Data provided Start Marker
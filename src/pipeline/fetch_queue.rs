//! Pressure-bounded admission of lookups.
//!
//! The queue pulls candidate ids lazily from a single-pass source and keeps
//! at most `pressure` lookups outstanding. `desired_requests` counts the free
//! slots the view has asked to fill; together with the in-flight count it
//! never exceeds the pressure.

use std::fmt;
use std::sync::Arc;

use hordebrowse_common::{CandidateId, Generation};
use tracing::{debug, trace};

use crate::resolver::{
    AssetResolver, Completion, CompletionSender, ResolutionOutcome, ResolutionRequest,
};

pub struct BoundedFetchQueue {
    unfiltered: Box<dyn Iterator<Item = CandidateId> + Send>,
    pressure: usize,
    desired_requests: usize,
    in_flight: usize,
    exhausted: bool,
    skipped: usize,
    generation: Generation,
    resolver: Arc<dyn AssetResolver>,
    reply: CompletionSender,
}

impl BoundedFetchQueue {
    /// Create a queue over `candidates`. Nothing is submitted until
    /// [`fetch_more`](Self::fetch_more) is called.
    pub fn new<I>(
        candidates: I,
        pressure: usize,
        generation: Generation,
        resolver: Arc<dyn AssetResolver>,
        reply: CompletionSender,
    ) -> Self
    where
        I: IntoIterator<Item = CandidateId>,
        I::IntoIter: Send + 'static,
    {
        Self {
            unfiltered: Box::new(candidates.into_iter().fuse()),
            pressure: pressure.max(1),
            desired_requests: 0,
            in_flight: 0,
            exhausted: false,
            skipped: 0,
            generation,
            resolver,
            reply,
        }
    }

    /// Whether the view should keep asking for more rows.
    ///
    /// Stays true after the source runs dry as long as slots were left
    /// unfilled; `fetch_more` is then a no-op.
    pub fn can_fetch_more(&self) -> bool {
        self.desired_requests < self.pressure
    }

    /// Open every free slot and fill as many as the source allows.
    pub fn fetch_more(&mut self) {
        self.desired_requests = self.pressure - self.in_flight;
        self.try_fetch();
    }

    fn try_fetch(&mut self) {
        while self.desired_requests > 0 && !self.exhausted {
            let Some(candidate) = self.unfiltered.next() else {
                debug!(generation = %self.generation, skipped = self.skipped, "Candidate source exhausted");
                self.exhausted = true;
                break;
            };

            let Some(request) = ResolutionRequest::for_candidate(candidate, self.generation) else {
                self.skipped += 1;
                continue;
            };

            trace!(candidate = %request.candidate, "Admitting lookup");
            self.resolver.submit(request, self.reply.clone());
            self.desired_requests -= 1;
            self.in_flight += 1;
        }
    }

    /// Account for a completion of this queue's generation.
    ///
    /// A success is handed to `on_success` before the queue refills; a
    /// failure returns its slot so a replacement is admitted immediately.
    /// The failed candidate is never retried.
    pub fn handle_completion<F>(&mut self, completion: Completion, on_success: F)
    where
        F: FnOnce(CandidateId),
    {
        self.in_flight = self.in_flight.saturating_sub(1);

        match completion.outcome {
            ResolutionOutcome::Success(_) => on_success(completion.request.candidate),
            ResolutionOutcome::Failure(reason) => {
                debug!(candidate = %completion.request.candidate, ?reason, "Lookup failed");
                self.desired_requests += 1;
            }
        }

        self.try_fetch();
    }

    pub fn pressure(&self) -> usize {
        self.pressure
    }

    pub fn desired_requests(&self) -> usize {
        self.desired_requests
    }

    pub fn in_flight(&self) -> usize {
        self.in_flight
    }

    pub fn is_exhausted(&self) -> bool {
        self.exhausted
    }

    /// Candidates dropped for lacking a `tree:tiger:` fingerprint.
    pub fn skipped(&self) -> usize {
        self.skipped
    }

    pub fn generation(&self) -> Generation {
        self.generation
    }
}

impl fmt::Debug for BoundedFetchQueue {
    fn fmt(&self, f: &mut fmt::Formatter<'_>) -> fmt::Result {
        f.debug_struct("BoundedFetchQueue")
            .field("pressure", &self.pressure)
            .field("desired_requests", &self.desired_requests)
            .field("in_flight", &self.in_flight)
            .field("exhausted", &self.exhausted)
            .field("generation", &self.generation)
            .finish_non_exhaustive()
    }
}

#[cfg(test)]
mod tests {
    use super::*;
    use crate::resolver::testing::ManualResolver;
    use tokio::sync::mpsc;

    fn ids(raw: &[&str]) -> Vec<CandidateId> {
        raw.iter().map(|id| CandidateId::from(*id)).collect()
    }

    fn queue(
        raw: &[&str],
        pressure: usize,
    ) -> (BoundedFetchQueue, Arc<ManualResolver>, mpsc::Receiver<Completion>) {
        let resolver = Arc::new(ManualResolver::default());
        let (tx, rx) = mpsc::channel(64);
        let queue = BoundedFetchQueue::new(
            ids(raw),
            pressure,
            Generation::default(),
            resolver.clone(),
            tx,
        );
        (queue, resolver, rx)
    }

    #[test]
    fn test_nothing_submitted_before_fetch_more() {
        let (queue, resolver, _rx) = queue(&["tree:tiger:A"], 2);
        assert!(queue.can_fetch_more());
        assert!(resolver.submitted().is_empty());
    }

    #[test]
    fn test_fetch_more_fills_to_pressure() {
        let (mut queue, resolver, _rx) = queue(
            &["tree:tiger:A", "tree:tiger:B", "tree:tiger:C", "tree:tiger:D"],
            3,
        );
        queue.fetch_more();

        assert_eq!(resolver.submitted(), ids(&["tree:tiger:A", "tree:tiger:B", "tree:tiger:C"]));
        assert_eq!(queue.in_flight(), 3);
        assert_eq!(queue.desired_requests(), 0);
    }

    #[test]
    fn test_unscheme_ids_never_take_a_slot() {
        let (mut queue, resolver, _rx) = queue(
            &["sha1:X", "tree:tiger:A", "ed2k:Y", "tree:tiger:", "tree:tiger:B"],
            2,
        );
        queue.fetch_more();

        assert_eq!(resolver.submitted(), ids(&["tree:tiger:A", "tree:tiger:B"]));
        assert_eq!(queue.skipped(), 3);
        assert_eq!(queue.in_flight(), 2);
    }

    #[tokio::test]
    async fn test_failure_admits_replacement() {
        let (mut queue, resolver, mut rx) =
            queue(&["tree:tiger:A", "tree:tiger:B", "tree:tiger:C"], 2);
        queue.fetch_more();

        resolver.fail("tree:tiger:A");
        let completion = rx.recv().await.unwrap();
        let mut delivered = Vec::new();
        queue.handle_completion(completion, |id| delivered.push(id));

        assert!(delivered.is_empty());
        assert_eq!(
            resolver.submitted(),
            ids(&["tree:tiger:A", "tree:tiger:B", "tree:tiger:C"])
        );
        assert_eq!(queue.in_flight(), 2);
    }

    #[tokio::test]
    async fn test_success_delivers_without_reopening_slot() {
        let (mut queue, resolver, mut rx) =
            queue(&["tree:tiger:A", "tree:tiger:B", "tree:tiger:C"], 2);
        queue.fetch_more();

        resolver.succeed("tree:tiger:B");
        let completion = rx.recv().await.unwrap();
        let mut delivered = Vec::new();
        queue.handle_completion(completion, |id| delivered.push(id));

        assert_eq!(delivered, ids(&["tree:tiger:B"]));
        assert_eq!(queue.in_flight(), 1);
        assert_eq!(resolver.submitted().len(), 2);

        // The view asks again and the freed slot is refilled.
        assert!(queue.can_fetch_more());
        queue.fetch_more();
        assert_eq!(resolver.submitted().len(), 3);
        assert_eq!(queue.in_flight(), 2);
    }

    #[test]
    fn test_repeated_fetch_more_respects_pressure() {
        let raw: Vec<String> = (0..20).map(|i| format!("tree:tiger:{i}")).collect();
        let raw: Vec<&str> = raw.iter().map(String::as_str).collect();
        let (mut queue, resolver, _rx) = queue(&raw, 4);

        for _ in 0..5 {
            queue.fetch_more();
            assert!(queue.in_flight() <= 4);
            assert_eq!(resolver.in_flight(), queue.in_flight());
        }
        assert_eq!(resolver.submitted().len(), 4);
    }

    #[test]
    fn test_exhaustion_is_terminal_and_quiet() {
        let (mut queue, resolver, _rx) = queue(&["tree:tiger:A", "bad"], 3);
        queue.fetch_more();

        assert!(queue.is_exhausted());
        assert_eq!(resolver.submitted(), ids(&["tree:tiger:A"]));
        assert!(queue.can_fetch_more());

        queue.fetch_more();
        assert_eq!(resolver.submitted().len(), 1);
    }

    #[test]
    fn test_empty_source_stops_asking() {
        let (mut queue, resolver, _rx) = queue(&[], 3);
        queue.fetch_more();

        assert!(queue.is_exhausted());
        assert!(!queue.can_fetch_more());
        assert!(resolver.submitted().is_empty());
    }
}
Data provided End Marker
Filter the lines above so that only those with the string "CompletionSender" remain, then copy them.

Task output:
    AssetResolver, Completion, CompletionSender, ResolutionOutcome, ResolutionRequest,
    reply: CompletionSender,
        reply: CompletionSender,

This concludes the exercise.